Combination AAV therapy with galectin-1 and SOD1 downregulation demonstrates superior therapeutic effect in a severe ALS mouse model

Abstract

Neuroinflammation is a miscreant in accelerating progression of many neurodegenerative diseases, including ALS. However, treatments targeting neuroinflammation alone have led to disappointing results in clinical trials. Both neuronal and non-neuronal cell types have been implicated in pathogenesis of ALS, and multiple studies have shown correction of each cell type has beneficial effect on disease outcome. Previously, we showed that AAV9-mediated SOD1 suppression in motor neurons and astrocytes significantly improves motor function and extends survival in ALS mouse models. Despite neuron and astrocyte correction, ALS mice still succumb to death with microgliosis observed in endpoint tissue. Therefore, we hypothesized that the optimal therapeutic approach will target and simultaneously correct motor neurons, astrocytes, and microglia. Here, we developed a novel approach to indirectly target microglia with Galectin-1 and combined this with our previously established AAV9.SOD1.shRNA treatment.

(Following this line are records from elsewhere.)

//! Turns lexed entries into a typed [`CalcConfig`].
//!
//! Entries are cut into blocks at every `mark`. Scalar keys may appear in any
//! block; every other key is a group line and must sit inside a `mark` block.

use crate::lexer::Entry;
use crate::schema::{
    CalcConfig, CalcKind, ComponentSpec, Conditions, GroupSpec, MixtureConfig, MolarMassSource,
    PurityConfig,
};
use mljr_core::round_to;
use std::collections::HashSet;
use tracing::debug;

#[derive(thiserror::Error, Debug, Clone, PartialEq)]
pub enum ValidationError {
    #[error("double defined < {key} > entry (line {line})")]
    DuplicateKey { key: String, line: usize },

    #[error("double defined group < {symbol} > under < mark : {block} > (line {line})")]
    DuplicateGroup {
        symbol: String,
        block: String,
        line: usize,
    },

    #[error("double defined < mark : {block} > (line {line})")]
    DuplicateMark { block: String, line: usize },

    #[error("empty < mark > entry (line {line})")]
    EmptyMark { line: usize },

    #[error("< mark > cannot be the last entry (line {line})")]
    TrailingMark { line: usize },

    #[error("no groups defined under < mark : {block} >")]
    EmptyBlock { block: String },

    #[error("group < {symbol} > is not inside a < mark > block (line {line})")]
    GroupOutsideMark { symbol: String, line: usize },

    #[error("Invalid value: {field} = {value} ({reason})")]
    InvalidValue {
        field: String,
        value: String,
        reason: String,
    },

    #[error("cannot determine calculation < type >")]
    UndeterminedKind,

    #[error("for < {kind} >, entry < {key} > is not defined")]
    OutOfNamespace { kind: CalcKind, key: String },

    #[error("molecular weight of {component} is not defined (need m or s)")]
    MissingMolarMass { component: &'static str },

    #[error("no groups defined for {component}")]
    MissingGroups { component: &'static str },
}

const SHARED_KEYS: &[&str] = &["name", "type", "t-ref", "q-ref", "t"];
const PURITY_KEYS: &[&str] = &["ring", "no-ring", "m", "s"];
const MIXTURE_KEYS: &[&str] = &[
    "ring-1",
    "ring-2",
    "no-ring-1",
    "no-ring-2",
    "ratio",
    "m1",
    "s1",
    "m2",
    "s2",
];

/// Mole fractions when a mixture gives no `ratio`.
const EQUIMOLAR: (f64, f64) = (0.5, 0.5);

fn is_scalar_key(key: &str) -> bool {
    matches!(
        key,
        "type" | "name" | "ratio" | "m" | "m1" | "m2" | "s" | "s1" | "s2" | "t-ref" | "q-ref" | "t"
    )
}

fn in_namespace(kind: CalcKind, key: &str) -> bool {
    let specific = match kind {
        CalcKind::Purity => PURITY_KEYS,
        CalcKind::Mixture => MIXTURE_KEYS,
    };
    SHARED_KEYS.contains(&key) || specific.contains(&key)
}

/// Scalar values collected across all blocks.
#[derive(Debug, Default)]
struct Scalars {
    kind: Option<CalcKind>,
    name: Option<String>,
    fractions: Option<(f64, f64)>,
    m: Option<f64>,
    m1: Option<f64>,
    m2: Option<f64>,
    s: Option<String>,
    s1: Option<String>,
    s2: Option<String>,
    t_ref: Option<f64>,
    q_ref: Option<f64>,
    t: Option<f64>,
    defined: Vec<&'static str>,
}

impl Scalars {
    fn apply(&mut self, entry: &Entry) -> Result<(), ValidationError> {
        let value = entry.value.as_str();
        let key: &'static str = match entry.key.as_str() {
            "type" => {
                if value.is_empty() {
                    return Ok(());
                }
                self.kind = Some(CalcKind::parse(value).ok_or_else(|| invalid(
                    entry,
                    "expected purity/pure/p or mixture/mix/m",
                ))?);
                "type"
            }
            "name" => {
                let collapsed = value.split_whitespace().collect::<Vec<_>>().join(" ");
                if collapsed.is_empty() {
                    return Ok(());
                }
                self.name = Some(collapsed);
                "name"
            }
            "ratio" => {
                self.fractions = Some(parse_ratio(entry)?);
                "ratio"
            }
            "m" | "m1" | "m2" | "t-ref" | "q-ref" | "t" => {
                if value.is_empty() {
                    return Ok(());
                }
                let v = parse_positive(entry)?;
                match entry.key.as_str() {
                    "m" => {
                        self.m = Some(v);
                        "m"
                    }
                    "m1" => {
                        self.m1 = Some(v);
                        "m1"
                    }
                    "m2" => {
                        self.m2 = Some(v);
                        "m2"
                    }
                    "t-ref" => {
                        self.t_ref = Some(v);
                        "t-ref"
                    }
                    "q-ref" => {
                        self.q_ref = Some(v);
                        "q-ref"
                    }
                    _ => {
                        self.t = Some(v);
                        "t"
                    }
                }
            }
            "s" | "s1" | "s2" => {
                if value.is_empty() {
                    return Ok(());
                }
                let slot = match entry.key.as_str() {
                    "s" => &mut self.s,
                    "s1" => &mut self.s1,
                    _ => &mut self.s2,
                };
                *slot = Some(value.to_string());
                match entry.key.as_str() {
                    "s" => "s",
                    "s1" => "s1",
                    _ => "s2",
                }
            }
            _ => return Ok(()),
        };

        if self.defined.contains(&key) {
            return Err(ValidationError::DuplicateKey {
                key: key.to_string(),
                line: entry.line,
            });
        }
        self.defined.push(key);
        Ok(())
    }

    fn conditions(&self) -> Conditions {
        Conditions {
            t_ref: self.t_ref,
            q_ref: self.q_ref,
            t: self.t,
        }
    }
}

fn invalid(entry: &Entry, reason: &str) -> ValidationError {
    ValidationError::InvalidValue {
        field: entry.key.clone(),
        value: entry.value.clone(),
        reason: reason.to_string(),
    }
}

fn parse_positive(entry: &Entry) -> Result<f64, ValidationError> {
    match entry.value.parse::<f64>() {
        Ok(v) if v.is_finite() && v > 0.0 => Ok(v),
        _ => Err(invalid(entry, "must be a positive number")),
    }
}

/// `a : b` normalised to `y1 = round(a / (a + b), 3)`, `y2 = 1 - y1`.
/// An empty value means `1 : 1`.
fn parse_ratio(entry: &Entry) -> Result<(f64, f64), ValidationError> {
    let value: String = entry.value.chars().filter(|c| !c.is_whitespace()).collect();
    let (a, b) = if value.is_empty() {
        (1.0, 1.0)
    } else {
        let (a, b) = value
            .split_once(':')
            .ok_or_else(|| invalid(entry, "expected 'a : b'"))?;
        let parse = |s: &str| {
            s.parse::<f64>()
                .ok()
                .filter(|v| v.is_finite() && *v > 0.0 && round_to(*v, 5) != 0.0)
                .ok_or_else(|| invalid(entry, "both parts must be positive numbers"))
        };
        (parse(a)?, parse(b)?)
    };
    let y1 = round_to(a / (a + b), 3);
    if !(y1 > 0.0 && y1 < 1.0) {
        return Err(invalid(entry, "ratio leaves a component with no share"));
    }
    Ok((y1, 1.0 - y1))
}

fn parse_count(entry: &Entry) -> Result<u32, ValidationError> {
    if entry.value.is_empty() {
        return Ok(1);
    }
    let n: i64 = entry
        .value
        .parse()
        .map_err(|_| invalid(entry, "group count is not a number"))?;
    u32::try_from(n)
        .ok()
        .filter(|&n| n >= 1)
        .ok_or_else(|| invalid(entry, "group count must be at least 1"))
}

/// Group lines collected under one `mark`.
#[derive(Debug)]
struct Block {
    name: String,
    groups: Vec<(String, u32)>,
}

impl Block {
    fn is_ring(&self) -> bool {
        self.name.starts_with("ring")
    }
}

fn collect(entries: &[Entry]) -> Result<(Scalars, Vec<Block>), ValidationError> {
    if let Some(last) = entries.last()
        && last.is_mark()
    {
        return Err(ValidationError::TrailingMark { line: last.line });
    }

    let mut scalars = Scalars::default();
    let mut blocks: Vec<Block> = Vec::new();
    let mut marks = HashSet::new();

    for entry in entries {
        if entry.is_mark() {
            if entry.value.is_empty() {
                return Err(ValidationError::EmptyMark { line: entry.line });
            }
            if let Some(prev) = blocks.last()
                && prev.groups.is_empty()
            {
                return Err(ValidationError::EmptyBlock {
                    block: prev.name.clone(),
                });
            }
            let name = entry.value.to_lowercase();
            if !marks.insert(name.clone()) {
                return Err(ValidationError::DuplicateMark {
                    block: name,
                    line: entry.line,
                });
            }
            blocks.push(Block {
                name,
                groups: Vec::new(),
            });
        } else if is_scalar_key(&entry.key) {
            scalars.apply(entry)?;
        } else {
            let Some(block) = blocks.last_mut() else {
                return Err(ValidationError::GroupOutsideMark {
                    symbol: entry.key.clone(),
                    line: entry.line,
                });
            };
            if block.groups.iter().any(|(s, _)| *s == entry.key) {
                return Err(ValidationError::DuplicateGroup {
                    symbol: entry.key.clone(),
                    block: block.name.clone(),
                    line: entry.line,
                });
            }
            block.groups.push((entry.key.clone(), parse_count(entry)?));
        }
    }

    if let Some(last) = blocks.last()
        && last.groups.is_empty()
    {
        return Err(ValidationError::EmptyBlock {
            block: last.name.clone(),
        });
    }

    Ok((scalars, blocks))
}

fn infer_kind(blocks: &[Block]) -> Option<CalcKind> {
    let has = |name: &str| blocks.iter().any(|b| b.name == name);
    if has("ring") || has("no-ring") {
        Some(CalcKind::Purity)
    } else if ["ring-1", "ring-2", "no-ring-1", "no-ring-2"]
        .iter()
        .any(|n| has(n))
    {
        Some(CalcKind::Mixture)
    } else {
        None
    }
}

/// Groups of the given ring/non-ring blocks, ring block first.
fn groups_of(blocks: &[Block], ring: &str, non_ring: &str) -> Vec<GroupSpec> {
    let mut selected: Vec<&Block> = blocks
        .iter()
        .filter(|b| b.name == ring || b.name == non_ring)
        .collect();
    selected.sort_by_key(|b| !b.is_ring());
    selected
        .into_iter()
        .flat_map(|b| {
            let ring = b.is_ring();
            b.groups.iter().map(move |(symbol, count)| GroupSpec {
                symbol: symbol.clone(),
                ring,
                count: *count,
            })
        })
        .collect()
}

fn molar_mass(
    given: Option<f64>,
    formula: &Option<String>,
    component: &'static str,
) -> Result<MolarMassSource, ValidationError> {
    match (given, formula) {
        (Some(m), _) => Ok(MolarMassSource::Given(m)),
        (None, Some(s)) => Ok(MolarMassSource::Formula(s.clone())),
        (None, None) => Err(ValidationError::MissingMolarMass { component }),
    }
}

fn component(
    blocks: &[Block],
    ring: &str,
    non_ring: &str,
    component: &'static str,
) -> Result<Vec<GroupSpec>, ValidationError> {
    let groups = groups_of(blocks, ring, non_ring);
    if groups.is_empty() {
        return Err(ValidationError::MissingGroups { component });
    }
    Ok(groups)
}

/// Validate lexed entries and build the typed configuration.
pub fn build_config(entries: &[Entry]) -> Result<CalcConfig, ValidationError> {
    let (scalars, blocks) = collect(entries)?;

    let kind = scalars
        .kind
        .or_else(|| infer_kind(&blocks))
        .ok_or(ValidationError::UndeterminedKind)?;

    let keys = scalars
        .defined
        .iter()
        .copied()
        .chain(blocks.iter().map(|b| b.name.as_str()));
    for key in keys {
        if !in_namespace(kind, key) {
            return Err(ValidationError::OutOfNamespace {
                kind,
                key: key.to_string(),
            });
        }
    }

    let conditions = scalars.conditions();
    let config = match kind {
        CalcKind::Purity => CalcConfig::Purity(PurityConfig {
            name: scalars.name.clone(),
            molar_mass: molar_mass(scalars.m, &scalars.s, "the molecule")?,
            groups: component(&blocks, "ring", "no-ring", "the molecule")?,
            conditions,
        }),
        CalcKind::Mixture => {
            let first = ComponentSpec {
                molar_mass: molar_mass(scalars.m1, &scalars.s1, "molecule 1")?,
                groups: component(&blocks, "ring-1", "no-ring-1", "molecule 1")?,
            };
            let second = ComponentSpec {
                molar_mass: molar_mass(scalars.m2, &scalars.s2, "molecule 2")?,
                groups: component(&blocks, "ring-2", "no-ring-2", "molecule 2")?,
            };
            CalcConfig::Mixture(MixtureConfig {
                name: scalars.name.clone(),
                components: [first, second],
                fractions: scalars.fractions.unwrap_or(EQUIMOLAR),
                conditions,
            })
        }
    };

    debug!(%kind, blocks = blocks.len(), "validated input");
    Ok(config)
}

We show Galectin-1 conditioning of SOD1G93A microglia reduces inflammatory markers and rescues motor neuron death in vitro. When paired with SOD1 downregulation, we found a synergistic effect of combination treatment in vivo and show a significant extension of survival of SOD1G93A mice over SOD1 suppression alone. These results highlight the importance of targeting inflammatory microglia as a critical component in future therapeutic development.